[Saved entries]
----------------------------------------

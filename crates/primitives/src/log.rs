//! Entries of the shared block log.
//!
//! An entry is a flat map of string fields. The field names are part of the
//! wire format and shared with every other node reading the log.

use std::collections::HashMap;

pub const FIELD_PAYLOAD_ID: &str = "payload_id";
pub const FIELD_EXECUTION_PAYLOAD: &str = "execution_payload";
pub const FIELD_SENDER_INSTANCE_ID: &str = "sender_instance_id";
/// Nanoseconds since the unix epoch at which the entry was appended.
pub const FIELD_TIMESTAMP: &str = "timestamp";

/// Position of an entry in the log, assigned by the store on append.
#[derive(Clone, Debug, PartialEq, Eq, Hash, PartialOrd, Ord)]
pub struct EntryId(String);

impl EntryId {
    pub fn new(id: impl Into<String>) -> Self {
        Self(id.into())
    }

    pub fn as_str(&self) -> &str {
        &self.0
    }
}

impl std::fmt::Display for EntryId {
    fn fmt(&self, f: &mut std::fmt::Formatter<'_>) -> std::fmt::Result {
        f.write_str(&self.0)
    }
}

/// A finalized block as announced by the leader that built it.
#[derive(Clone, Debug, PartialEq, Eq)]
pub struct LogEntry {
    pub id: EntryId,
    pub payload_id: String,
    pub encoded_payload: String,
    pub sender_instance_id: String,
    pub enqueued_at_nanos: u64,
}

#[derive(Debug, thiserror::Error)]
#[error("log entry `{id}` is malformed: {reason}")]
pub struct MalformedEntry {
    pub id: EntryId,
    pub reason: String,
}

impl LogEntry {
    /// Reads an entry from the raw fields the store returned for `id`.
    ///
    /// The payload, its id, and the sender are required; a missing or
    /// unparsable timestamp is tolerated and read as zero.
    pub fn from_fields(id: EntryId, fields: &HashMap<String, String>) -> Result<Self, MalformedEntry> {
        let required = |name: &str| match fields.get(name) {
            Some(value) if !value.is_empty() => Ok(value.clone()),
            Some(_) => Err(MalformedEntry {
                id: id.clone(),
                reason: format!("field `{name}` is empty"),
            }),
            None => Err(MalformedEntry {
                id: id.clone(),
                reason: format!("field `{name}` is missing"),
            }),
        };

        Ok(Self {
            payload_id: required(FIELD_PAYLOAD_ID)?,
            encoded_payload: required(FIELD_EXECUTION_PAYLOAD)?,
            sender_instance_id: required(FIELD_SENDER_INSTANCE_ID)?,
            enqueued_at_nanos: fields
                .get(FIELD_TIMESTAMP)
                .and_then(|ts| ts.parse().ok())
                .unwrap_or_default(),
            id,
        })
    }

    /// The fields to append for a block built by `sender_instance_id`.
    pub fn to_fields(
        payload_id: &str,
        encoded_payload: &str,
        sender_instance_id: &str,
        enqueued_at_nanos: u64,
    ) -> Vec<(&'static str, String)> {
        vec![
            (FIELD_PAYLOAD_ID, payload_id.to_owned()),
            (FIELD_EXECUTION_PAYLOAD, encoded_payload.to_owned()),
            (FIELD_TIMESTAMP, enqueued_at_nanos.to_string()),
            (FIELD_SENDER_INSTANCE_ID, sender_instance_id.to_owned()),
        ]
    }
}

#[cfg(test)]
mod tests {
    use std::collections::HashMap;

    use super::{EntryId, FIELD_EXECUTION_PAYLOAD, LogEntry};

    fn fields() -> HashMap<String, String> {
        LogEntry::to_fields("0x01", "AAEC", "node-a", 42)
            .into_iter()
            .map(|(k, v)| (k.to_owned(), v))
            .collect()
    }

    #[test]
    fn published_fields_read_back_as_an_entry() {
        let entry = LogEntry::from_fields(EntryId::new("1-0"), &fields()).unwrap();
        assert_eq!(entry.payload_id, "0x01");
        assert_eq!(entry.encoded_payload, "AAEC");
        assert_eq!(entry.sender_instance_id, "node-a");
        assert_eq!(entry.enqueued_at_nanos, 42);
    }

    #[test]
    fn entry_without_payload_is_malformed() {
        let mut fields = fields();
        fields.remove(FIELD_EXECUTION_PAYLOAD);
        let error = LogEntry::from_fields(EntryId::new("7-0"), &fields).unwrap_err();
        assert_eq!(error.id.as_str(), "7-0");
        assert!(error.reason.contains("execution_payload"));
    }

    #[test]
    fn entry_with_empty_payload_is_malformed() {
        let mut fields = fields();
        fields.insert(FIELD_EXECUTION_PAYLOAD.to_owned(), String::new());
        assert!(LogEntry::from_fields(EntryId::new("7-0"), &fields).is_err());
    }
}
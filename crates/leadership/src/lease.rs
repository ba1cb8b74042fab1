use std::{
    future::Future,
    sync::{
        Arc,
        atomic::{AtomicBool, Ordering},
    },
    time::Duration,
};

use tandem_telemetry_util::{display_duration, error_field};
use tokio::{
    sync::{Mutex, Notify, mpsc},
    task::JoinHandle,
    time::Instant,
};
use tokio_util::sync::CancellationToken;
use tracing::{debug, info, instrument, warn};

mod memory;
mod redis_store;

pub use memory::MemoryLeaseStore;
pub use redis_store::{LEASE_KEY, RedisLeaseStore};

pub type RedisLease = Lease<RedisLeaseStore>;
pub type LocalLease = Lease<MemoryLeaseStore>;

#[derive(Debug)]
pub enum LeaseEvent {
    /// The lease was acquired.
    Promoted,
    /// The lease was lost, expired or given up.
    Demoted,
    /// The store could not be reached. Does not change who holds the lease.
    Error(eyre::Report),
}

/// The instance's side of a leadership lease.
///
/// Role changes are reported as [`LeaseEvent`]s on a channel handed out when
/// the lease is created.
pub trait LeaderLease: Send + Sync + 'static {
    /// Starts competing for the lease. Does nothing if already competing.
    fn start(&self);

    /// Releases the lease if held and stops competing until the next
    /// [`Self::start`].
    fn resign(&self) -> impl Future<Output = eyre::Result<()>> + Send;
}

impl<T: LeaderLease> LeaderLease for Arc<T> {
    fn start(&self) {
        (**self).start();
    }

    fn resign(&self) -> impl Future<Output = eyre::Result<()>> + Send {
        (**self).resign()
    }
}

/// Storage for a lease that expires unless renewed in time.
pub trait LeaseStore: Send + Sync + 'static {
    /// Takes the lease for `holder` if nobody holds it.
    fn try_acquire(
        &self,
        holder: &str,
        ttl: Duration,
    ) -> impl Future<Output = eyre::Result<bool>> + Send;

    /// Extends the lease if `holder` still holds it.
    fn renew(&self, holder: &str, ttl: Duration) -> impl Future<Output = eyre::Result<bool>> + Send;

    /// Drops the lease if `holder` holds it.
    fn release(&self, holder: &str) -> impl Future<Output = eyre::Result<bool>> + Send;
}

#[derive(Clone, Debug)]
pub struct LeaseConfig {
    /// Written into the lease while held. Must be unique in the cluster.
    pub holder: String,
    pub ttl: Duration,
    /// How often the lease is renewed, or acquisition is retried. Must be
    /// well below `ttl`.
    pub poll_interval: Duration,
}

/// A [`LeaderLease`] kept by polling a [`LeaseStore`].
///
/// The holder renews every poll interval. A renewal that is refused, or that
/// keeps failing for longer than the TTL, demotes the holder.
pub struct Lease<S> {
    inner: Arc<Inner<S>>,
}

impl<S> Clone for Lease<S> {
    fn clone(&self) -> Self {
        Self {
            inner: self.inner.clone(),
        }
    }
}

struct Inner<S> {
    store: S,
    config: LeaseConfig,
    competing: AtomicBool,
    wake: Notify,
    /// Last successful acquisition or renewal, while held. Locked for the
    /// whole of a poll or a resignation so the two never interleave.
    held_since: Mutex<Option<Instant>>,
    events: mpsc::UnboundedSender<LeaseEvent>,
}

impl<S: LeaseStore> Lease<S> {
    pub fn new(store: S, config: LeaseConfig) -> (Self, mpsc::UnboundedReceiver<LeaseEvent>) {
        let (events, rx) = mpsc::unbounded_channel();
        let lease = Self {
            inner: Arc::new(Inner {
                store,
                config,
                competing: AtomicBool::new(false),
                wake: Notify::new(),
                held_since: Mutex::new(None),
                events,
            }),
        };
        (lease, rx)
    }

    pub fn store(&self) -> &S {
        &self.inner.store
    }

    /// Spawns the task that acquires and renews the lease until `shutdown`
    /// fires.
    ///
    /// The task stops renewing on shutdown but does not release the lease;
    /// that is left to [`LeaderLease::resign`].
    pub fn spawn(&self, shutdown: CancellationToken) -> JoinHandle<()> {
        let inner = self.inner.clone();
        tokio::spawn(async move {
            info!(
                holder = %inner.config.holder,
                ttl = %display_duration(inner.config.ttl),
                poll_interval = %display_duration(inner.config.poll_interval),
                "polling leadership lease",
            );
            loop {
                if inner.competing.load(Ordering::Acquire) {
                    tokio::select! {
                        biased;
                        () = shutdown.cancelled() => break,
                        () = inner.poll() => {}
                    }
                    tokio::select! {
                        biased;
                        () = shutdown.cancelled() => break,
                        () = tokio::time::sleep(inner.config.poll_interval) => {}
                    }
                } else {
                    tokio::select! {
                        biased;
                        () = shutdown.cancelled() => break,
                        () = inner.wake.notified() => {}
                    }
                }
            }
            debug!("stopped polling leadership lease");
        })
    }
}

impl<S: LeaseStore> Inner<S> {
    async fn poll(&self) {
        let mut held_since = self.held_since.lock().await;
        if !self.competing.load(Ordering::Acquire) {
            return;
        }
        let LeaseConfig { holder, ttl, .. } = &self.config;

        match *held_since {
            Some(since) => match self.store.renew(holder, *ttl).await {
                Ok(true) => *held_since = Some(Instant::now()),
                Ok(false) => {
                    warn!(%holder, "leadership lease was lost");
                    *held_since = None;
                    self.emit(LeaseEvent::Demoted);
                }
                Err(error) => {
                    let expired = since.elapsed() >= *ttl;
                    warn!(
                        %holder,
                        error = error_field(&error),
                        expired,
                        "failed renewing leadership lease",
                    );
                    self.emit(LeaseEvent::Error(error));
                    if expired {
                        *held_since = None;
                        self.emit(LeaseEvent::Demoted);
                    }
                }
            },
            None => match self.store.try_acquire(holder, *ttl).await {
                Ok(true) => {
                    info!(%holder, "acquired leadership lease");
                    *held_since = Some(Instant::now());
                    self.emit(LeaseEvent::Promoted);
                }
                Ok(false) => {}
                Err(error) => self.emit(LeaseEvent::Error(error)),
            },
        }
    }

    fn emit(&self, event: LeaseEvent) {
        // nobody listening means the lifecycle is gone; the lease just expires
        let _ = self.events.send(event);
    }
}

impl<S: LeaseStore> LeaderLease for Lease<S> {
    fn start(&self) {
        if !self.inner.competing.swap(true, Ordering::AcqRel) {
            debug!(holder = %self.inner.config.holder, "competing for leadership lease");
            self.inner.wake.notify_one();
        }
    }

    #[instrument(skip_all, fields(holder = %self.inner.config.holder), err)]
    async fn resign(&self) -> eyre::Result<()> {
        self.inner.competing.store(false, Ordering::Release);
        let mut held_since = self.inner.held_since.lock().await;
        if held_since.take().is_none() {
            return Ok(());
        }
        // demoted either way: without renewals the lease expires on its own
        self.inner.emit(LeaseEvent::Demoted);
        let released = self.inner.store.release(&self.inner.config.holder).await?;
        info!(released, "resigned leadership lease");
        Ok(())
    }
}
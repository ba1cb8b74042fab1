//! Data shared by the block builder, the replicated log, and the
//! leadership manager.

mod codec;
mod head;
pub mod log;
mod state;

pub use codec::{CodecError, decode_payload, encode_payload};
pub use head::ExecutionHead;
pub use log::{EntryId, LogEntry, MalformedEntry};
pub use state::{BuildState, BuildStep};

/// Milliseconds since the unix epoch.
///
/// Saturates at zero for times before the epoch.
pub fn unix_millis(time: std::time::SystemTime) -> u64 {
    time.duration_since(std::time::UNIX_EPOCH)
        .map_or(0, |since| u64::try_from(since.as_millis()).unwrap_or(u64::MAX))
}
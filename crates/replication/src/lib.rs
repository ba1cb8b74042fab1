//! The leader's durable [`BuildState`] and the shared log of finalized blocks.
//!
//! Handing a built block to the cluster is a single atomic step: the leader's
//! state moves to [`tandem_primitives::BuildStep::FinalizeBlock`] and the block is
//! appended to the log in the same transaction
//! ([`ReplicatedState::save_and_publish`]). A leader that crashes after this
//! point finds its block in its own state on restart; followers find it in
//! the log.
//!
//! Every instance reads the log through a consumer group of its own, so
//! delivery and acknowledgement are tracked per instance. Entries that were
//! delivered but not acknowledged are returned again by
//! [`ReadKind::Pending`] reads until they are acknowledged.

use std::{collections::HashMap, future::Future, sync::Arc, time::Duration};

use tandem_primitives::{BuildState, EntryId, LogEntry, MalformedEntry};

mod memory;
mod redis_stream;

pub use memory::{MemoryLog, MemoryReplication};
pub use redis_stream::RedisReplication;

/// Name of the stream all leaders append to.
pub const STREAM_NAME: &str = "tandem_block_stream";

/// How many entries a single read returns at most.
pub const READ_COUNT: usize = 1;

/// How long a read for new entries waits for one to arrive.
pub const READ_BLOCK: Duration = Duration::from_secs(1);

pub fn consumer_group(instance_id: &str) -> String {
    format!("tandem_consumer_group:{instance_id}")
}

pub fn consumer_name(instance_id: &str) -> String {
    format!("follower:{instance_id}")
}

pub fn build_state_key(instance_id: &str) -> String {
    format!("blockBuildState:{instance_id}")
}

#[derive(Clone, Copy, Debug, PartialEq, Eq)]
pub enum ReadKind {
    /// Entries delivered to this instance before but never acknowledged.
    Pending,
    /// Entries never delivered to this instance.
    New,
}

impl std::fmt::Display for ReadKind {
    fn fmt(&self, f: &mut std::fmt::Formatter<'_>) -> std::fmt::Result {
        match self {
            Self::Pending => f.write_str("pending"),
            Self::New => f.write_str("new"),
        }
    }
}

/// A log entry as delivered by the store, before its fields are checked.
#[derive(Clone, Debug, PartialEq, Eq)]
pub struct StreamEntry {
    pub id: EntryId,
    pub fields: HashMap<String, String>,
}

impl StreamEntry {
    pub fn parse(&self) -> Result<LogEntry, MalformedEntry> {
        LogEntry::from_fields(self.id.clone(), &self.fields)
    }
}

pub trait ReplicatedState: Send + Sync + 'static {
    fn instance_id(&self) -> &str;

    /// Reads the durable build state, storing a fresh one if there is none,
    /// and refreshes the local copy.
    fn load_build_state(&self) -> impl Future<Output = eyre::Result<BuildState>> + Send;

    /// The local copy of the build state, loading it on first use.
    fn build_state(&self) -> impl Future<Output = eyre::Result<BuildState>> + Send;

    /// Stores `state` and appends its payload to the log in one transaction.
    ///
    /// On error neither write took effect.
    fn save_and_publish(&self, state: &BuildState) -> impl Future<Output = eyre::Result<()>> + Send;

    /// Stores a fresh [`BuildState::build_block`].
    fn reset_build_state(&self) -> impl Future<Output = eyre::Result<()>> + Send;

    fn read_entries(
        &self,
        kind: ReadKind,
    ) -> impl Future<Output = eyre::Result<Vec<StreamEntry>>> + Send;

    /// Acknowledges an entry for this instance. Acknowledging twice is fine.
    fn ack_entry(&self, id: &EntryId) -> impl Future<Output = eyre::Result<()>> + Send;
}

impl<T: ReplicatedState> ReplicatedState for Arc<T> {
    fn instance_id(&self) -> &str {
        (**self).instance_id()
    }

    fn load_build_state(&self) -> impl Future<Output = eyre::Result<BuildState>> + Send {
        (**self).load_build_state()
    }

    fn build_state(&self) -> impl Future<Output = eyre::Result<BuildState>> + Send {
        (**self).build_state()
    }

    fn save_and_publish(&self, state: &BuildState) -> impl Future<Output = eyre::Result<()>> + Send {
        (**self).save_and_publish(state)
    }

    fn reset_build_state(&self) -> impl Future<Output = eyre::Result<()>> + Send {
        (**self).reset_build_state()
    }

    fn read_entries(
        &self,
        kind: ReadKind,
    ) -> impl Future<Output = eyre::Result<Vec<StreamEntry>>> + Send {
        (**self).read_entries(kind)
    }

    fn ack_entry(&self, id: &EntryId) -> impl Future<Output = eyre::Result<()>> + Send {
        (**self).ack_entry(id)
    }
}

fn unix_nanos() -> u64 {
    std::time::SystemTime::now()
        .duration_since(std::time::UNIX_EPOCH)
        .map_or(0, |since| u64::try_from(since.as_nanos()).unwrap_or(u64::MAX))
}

----------------------------------------

**TASK GOAL:**
Pick out every line above that holds the word "Instant" and copy it.

**OUTPUT FOR THIS TASK:**
    time::Instant,
    held_since: Mutex<Option<Instant>>,
                Ok(true) => *held_since = Some(Instant::now()),
                    *held_since = Some(Instant::now());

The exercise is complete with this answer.